No llegó con trompetas.
Ni con banderas ardiendo en los balcones del cielo.
Llegó despacio,
como una contraseña insinuada en la sombra,
como un algoritmo que aprende a nombrarnos
mejor que nuestras madres.
Y aceptamos.
Firmamos sin tinta,
con la yema tibia del pulgar distraído,
cada cláusula invisible
cercando el aliento.
Ahora el mundo
es una vitrina de pulsos domesticados,
un enjambre de ojos sin párpados
donde cada gesto se archiva
como si el alma fuera un dato reciclable.
Nos dijeron: orden.
Pero el orden era un laberinto pulcro,
una jaula sin barrotes
hecha de luces obedientes,
un silencio que grita en código binario.
-oxímoron perfecto de esta era-
¿Quién decide ahora
el peso de una palabra,
la frontera de un cuerpo,
el valor de un pensamiento?
Hay manos que no vemos
moviendo piezas sin nombre,
y nosotros,
fichas con memoria borrada,
creyendo elegir el camino
mientras el camino nos escribe.
(…y lo que no se dice
es lo que más gobierna…)
La identidad,
antes raíz,
hoy es máscara intercambiable,
rostro líquido
adaptado a cada pantalla.
Compromiso…
palabra antigua,
fósil de una lengua que sangraba verdad.
Hoy se promete con eco prestado,
se responde con voz de vidrio,
se acuerda en la superficie
donde nada deja huella.
Y sin embargo,
debajo de esta arquitectura de espejos,
algo resiste:
un latido indomable,
una grieta en el sistema perfecto,
un respiro de carne
aún sin traducir.
Tal vez ahí,
en ese error mínimo,
en esa falla luminosa,
habita la última forma de libertad.
Porque ningún orden
-por nuevo que se nombre-
podrá domesticar del todo
la antigua rebeldía del alma.
Y cuando el ruido se apague,
cuando el control se crea absoluto,
quedará ese temblor,
ese pulso,
esa incómoda verdad:
que no nacimos para ser códigos,
sino incendios.
JUSTO ALDÚ © Derechos reservados 2026
* Sobre el oxímoron, es una figura literaria que une dos términos aparentemente contradictorios para generar un nuevo significado.
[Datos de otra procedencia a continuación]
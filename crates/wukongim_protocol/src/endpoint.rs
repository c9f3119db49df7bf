//! Endpoint table and request builder.

use crate::channel::ChannelKey;
use crate::error::{WireError, WireResult};
use crate::requests::{
    ChannelInfo, ChannelMessageSyncRequest, ChannelUids, ConversationDeleteRequest,
    ConversationSyncRequest, DeviceQuit, MessageSend, MessageSendBatch, MessageSyncAckRequest,
    MessageSyncRequest, SetUnread, SubscriberAdd, SubscriberRemove, SystemUids, UserToken,
};
use serde::Serialize;
use std::fmt;

/// HTTP method.
#[derive(Debug, Clone, Copy, PartialEq, Eq)]
pub enum Method {
    /// GET.
    Get,
    /// POST with a JSON body.
    Post,
}

impl fmt::Display for Method {
    fn fmt(&self, f: &mut fmt::Formatter<'_>) -> fmt::Result {
        match self {
            Method::Get => f.write_str("GET"),
            Method::Post => f.write_str("POST"),
        }
    }
}

/// A REST endpoint of the backend.
#[derive(Debug, Clone, Copy, PartialEq, Eq, Hash)]
pub enum Endpoint {
    /// `GET /route`
    Route,
    /// `POST /route/batch`
    RouteBatch,
    /// `POST /user/token`
    UserToken,
    /// `POST /user/onlinestatus`
    UserOnlineStatus,
    /// `POST /user/systemuids_add`
    SystemUidsAdd,
    /// `POST /user/systemuids_remove`
    SystemUidsRemove,
    /// `POST /user/device_quit`
    DeviceQuit,
    /// `POST /channel`
    Channel,
    /// `POST /channel/delete`
    ChannelDelete,
    /// `POST /channel/subscriber_add`
    SubscriberAdd,
    /// `POST /channel/subscriber_remove`
    SubscriberRemove,
    /// `POST /channel/blacklist_add`
    BlacklistAdd,
    /// `POST /channel/blacklist_remove`
    BlacklistRemove,
    /// `POST /channel/blacklist_set`
    BlacklistSet,
    /// `POST /channel/whitelist_add`
    WhitelistAdd,
    /// `POST /channel/whitelist_remove`
    WhitelistRemove,
    /// `POST /channel/whitelist_set`
    WhitelistSet,
    /// `POST /message/send`
    MessageSend,
    /// `POST /message/sendbatch`
    MessageSendBatch,
    /// `POST /channel/messagesync`
    ChannelMessageSync,
    /// `POST /message/sync`
    MessageSync,
    /// `POST /message/syncack`
    MessageSyncAck,
    /// `POST /conversation/sync`
    ConversationSync,
    /// `POST /conversations/setUnread`
    ConversationSetUnread,
    /// `POST /conversations/delete`
    ConversationDelete,
}

impl Endpoint {
    /// Returns the path relative to the base address.
    pub fn path(&self) -> &'static str {
        match self {
            Endpoint::Route => "/route",
            Endpoint::RouteBatch => "/route/batch",
            Endpoint::UserToken => "/user/token",
            Endpoint::UserOnlineStatus => "/user/onlinestatus",
            Endpoint::SystemUidsAdd => "/user/systemuids_add",
            Endpoint::SystemUidsRemove => "/user/systemuids_remove",
            Endpoint::DeviceQuit => "/user/device_quit",
            Endpoint::Channel => "/channel",
            Endpoint::ChannelDelete => "/channel/delete",
            Endpoint::SubscriberAdd => "/channel/subscriber_add",
            Endpoint::SubscriberRemove => "/channel/subscriber_remove",
            Endpoint::BlacklistAdd => "/channel/blacklist_add",
            Endpoint::BlacklistRemove => "/channel/blacklist_remove",
            Endpoint::BlacklistSet => "/channel/blacklist_set",
            Endpoint::WhitelistAdd => "/channel/whitelist_add",
            Endpoint::WhitelistRemove => "/channel/whitelist_remove",
            Endpoint::WhitelistSet => "/channel/whitelist_set",
            Endpoint::MessageSend => "/message/send",
            Endpoint::MessageSendBatch => "/message/sendbatch",
            Endpoint::ChannelMessageSync => "/channel/messagesync",
            Endpoint::MessageSync => "/message/sync",
            Endpoint::MessageSyncAck => "/message/syncack",
            Endpoint::ConversationSync => "/conversation/sync",
            Endpoint::ConversationSetUnread => "/conversations/setUnread",
            Endpoint::ConversationDelete => "/conversations/delete",
        }
    }

    /// Returns the HTTP method.
    pub fn method(&self) -> Method {
        match self {
            Endpoint::Route => Method::Get,
            _ => Method::Post,
        }
    }

    /// Looks an endpoint up by path.
    pub fn from_path(path: &str) -> Option<Self> {
        Self::ALL.iter().copied().find(|e| e.path() == path)
    }

    /// Every endpoint.
    pub const ALL: [Endpoint; 25] = [
        Endpoint::Route,
        Endpoint::RouteBatch,
        Endpoint::UserToken,
        Endpoint::UserOnlineStatus,
        Endpoint::SystemUidsAdd,
        Endpoint::SystemUidsRemove,
        Endpoint::DeviceQuit,
        Endpoint::Channel,
        Endpoint::ChannelDelete,
        Endpoint::SubscriberAdd,
        Endpoint::SubscriberRemove,
        Endpoint::BlacklistAdd,
        Endpoint::BlacklistRemove,
        Endpoint::BlacklistSet,
        Endpoint::WhitelistAdd,
        Endpoint::WhitelistRemove,
        Endpoint::WhitelistSet,
        Endpoint::MessageSend,
        Endpoint::MessageSendBatch,
        Endpoint::ChannelMessageSync,
        Endpoint::MessageSync,
        Endpoint::MessageSyncAck,
        Endpoint::ConversationSync,
        Endpoint::ConversationSetUnread,
        Endpoint::ConversationDelete,
    ];
}

/// A request ready for the transport.
#[derive(Debug, Clone, PartialEq)]
pub struct WireRequest {
    /// Target endpoint.
    pub endpoint: Endpoint,
    /// Query parameters (GET only).
    pub query: Vec<(String, String)>,
    /// JSON body (POST only).
    pub body: Option<serde_json::Value>,
}

impl WireRequest {
    /// Returns the HTTP method.
    pub fn method(&self) -> Method {
        self.endpoint.method()
    }

    /// Returns the path.
    pub fn path(&self) -> &'static str {
        self.endpoint.path()
    }

    /// Returns the value of a query parameter.
    pub fn query_param(&self, name: &str) -> Option<&str> {
        self.query
            .iter()
            .find(|(k, _)| k == name)
            .map(|(_, v)| v.as_str())
    }

    fn get(endpoint: Endpoint, query: Vec<(String, String)>) -> Self {
        Self {
            endpoint,
            query,
            body: None,
        }
    }

    fn post<B: Serialize + ?Sized>(endpoint: Endpoint, body: &B) -> WireResult<Self> {
        Ok(Self {
            endpoint,
            query: Vec::new(),
            body: Some(serde_json::to_value(body)?),
        })
    }
}

/// A logical operation with its typed arguments.
#[derive(Debug, Clone, PartialEq)]
pub enum Operation {
    /// Connection address of one user.
    Route {
        /// User ID.
        uid: String,
    },
    /// Connection addresses of many users.
    RouteBatch {
        /// User IDs.
        uids: Vec<String>,
    },
    /// Register or update a token.
    UserToken(UserToken),
    /// Online status of many users.
    UserOnlineStatus {
        /// User IDs.
        uids: Vec<String>,
    },
    /// Add system accounts.
    SystemUidsAdd(SystemUids),
    /// Remove system accounts.
    SystemUidsRemove(SystemUids),
    /// Kick devices.
    DeviceQuit(DeviceQuit),
    /// Create or update a channel.
    Channel(ChannelInfo),
    /// Delete a channel.
    ChannelDelete(ChannelKey),
    /// Add subscribers.
    SubscriberAdd(SubscriberAdd),
    /// Remove subscribers.
    SubscriberRemove(SubscriberRemove),
    /// Add to blacklist.
    BlacklistAdd(ChannelUids),
    /// Remove from blacklist.
    BlacklistRemove(ChannelUids),
    /// Replace blacklist.
    BlacklistSet(ChannelUids),
    /// Add to whitelist.
    WhitelistAdd(ChannelUids),
    /// Remove from whitelist.
    WhitelistRemove(ChannelUids),
    /// Replace whitelist.
    WhitelistSet(ChannelUids),
    /// Send a message.
    MessageSend(MessageSend),
    /// Send a message to a batch of users.
    MessageSendBatch(MessageSendBatch),
    /// Page through a channel's messages.
    ChannelMessageSync(ChannelMessageSyncRequest),
    /// Fetch pending offline command messages.
    MessageSync(MessageSyncRequest),
    /// Acknowledge offline command messages.
    MessageSyncAck(MessageSyncAckRequest),
    /// Incremental conversation sync.
    ConversationSync(ConversationSyncRequest),
    /// Set a conversation's unread count.
    ConversationSetUnread(SetUnread),
    /// Delete a conversation.
    ConversationDelete(ConversationDeleteRequest),
}

impl Operation {
    /// Returns the endpoint this operation targets.
    pub fn endpoint(&self) -> Endpoint {
        match self {
            Operation::Route { .. } => Endpoint::Route,
            Operation::RouteBatch { .. } => Endpoint::RouteBatch,
            Operation::UserToken(_) => Endpoint::UserToken,
            Operation::UserOnlineStatus { .. } => Endpoint::UserOnlineStatus,
            Operation::SystemUidsAdd(_) => Endpoint::SystemUidsAdd,
            Operation::SystemUidsRemove(_) => Endpoint::SystemUidsRemove,
            Operation::DeviceQuit(_) => Endpoint::DeviceQuit,
            Operation::Channel(_) => Endpoint::Channel,
            Operation::ChannelDelete(_) => Endpoint::ChannelDelete,
            Operation::SubscriberAdd(_) => Endpoint::SubscriberAdd,
            Operation::SubscriberRemove(_) => Endpoint::SubscriberRemove,
            Operation::BlacklistAdd(_) => Endpoint::BlacklistAdd,
            Operation::BlacklistRemove(_) => Endpoint::BlacklistRemove,
            Operation::BlacklistSet(_) => Endpoint::BlacklistSet,
            Operation::WhitelistAdd(_) => Endpoint::WhitelistAdd,
            Operation::WhitelistRemove(_) => Endpoint::WhitelistRemove,
            Operation::WhitelistSet(_) => Endpoint::WhitelistSet,
            Operation::MessageSend(_) => Endpoint::MessageSend,
            Operation::MessageSendBatch(_) => Endpoint::MessageSendBatch,
            Operation::ChannelMessageSync(_) => Endpoint::ChannelMessageSync,
            Operation::MessageSync(_) => Endpoint::MessageSync,
            Operation::MessageSyncAck(_) => Endpoint::MessageSyncAck,
            Operation::ConversationSync(_) => Endpoint::ConversationSync,
            Operation::ConversationSetUnread(_) => Endpoint::ConversationSetUnread,
            Operation::ConversationDelete(_) => Endpoint::ConversationDelete,
        }
    }

    /// Builds the wire request, checking argument shape.
    pub fn build(&self) -> WireResult<WireRequest> {
        let endpoint = self.endpoint();
        match self {
            Operation::Route { uid } => {
                require_uid(uid)?;
                Ok(WireRequest::get(
                    endpoint,
                    vec![("uid".to_string(), uid.clone())],
                ))
            }
            Operation::RouteBatch { uids } | Operation::UserOnlineStatus { uids } => {
                require_uids(uids)?;
                WireRequest::post(endpoint, uids)
            }
            Operation::UserToken(body) => {
                require_uid(&body.uid)?;
                if body.token.is_empty() {
                    return Err(WireError::invalid("token must not be empty"));
                }
                WireRequest::post(endpoint, body)
            }
            Operation::SystemUidsAdd(body) | Operation::SystemUidsRemove(body) => {
                require_uids(&body.uids)?;
                WireRequest::post(endpoint, body)
            }
            Operation::DeviceQuit(body) => {
                require_uid(&body.uid)?;
                WireRequest::post(endpoint, body)
            }
            Operation::Channel(body) => {
                body.channel.validate()?;
                WireRequest::post(endpoint, body)
            }
            Operation::ChannelDelete(channel) => {
                channel.validate()?;
                WireRequest::post(endpoint, channel)
            }
            Operation::SubscriberAdd(body) => {
                body.channel.validate()?;
                require_uids(&body.subscribers)?;
                WireRequest::post(endpoint, body)
            }
            Operation::SubscriberRemove(body) => {
                body.channel.validate()?;
                require_uids(&body.subscribers)?;
                WireRequest::post(endpoint, body)
            }
            Operation::BlacklistAdd(body)
            | Operation::BlacklistRemove(body)
            | Operation::WhitelistAdd(body)
            | Operation::WhitelistRemove(body) => {
                body.channel.validate()?;
                require_uids(&body.uids)?;
                WireRequest::post(endpoint, body)
            }
            // Setting an empty list clears it.
            Operation::BlacklistSet(body) | Operation::WhitelistSet(body) => {
                body.channel.validate()?;
                WireRequest::post(endpoint, body)
            }
            Operation::MessageSend(body) => {
                require_uid(&body.from_uid)?;
                body.channel.validate()?;
                WireRequest::post(endpoint, body)
            }
            Operation::MessageSendBatch(body) => {
                require_uid(&body.from_uid)?;
                require_uids(&body.subscribers)?;
                WireRequest::post(endpoint, body)
            }
            Operation::ChannelMessageSync(body) => {
                require_uid(&body.login_uid)?;
                body.channel.validate()?;
                WireRequest::post(endpoint, body)
            }
            Operation::MessageSync(body) => {
                require_uid(&body.uid)?;
                WireRequest::post(endpoint, body)
            }
            Operation::MessageSyncAck(body) => {
                require_uid(&body.uid)?;
                WireRequest::post(endpoint, body)
            }
            Operation::ConversationSync(body) => {
                require_uid(&body.uid)?;
                body.last_msg_seqs.validate()?;
                WireRequest::post(endpoint, body)
            }
            Operation::ConversationSetUnread(body) => {
                require_uid(&body.uid)?;
                body.channel.validate()?;
                WireRequest::post(endpoint, body)
            }
            Operation::ConversationDelete(body) => {
                require_uid(&body.uid)?;
                body.channel.validate()?;
                WireRequest::post(endpoint, body)
            }
        }
    }
}

fn require_uid(uid: &str) -> WireResult<()> {
    if uid.is_empty() {
        return Err(WireError::invalid("uid must not be empty"));
    }
    Ok(())
}

fn require_uids(uids: &[String]) -> WireResult<()> {
    if uids.is_empty() {
        return Err(WireError::invalid("uid list must not be empty"));
    }
    uids.iter().try_for_each(|uid| require_uid(uid))
}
En mi verso -“un silencio que grita en código binario”- el contraste entre silencio y grita no se anula, sino que crea una imagen más profunda: una comunicación intensa pero invisible, propia de esta era digital donde lo callado también impone, vigila y domina. Es, como bien digo, un “oxímoron perfecto de esta era”, porque expresa la paradoja de un mundo hiperconectado que, al mismo tiempo, silencia lo esencial.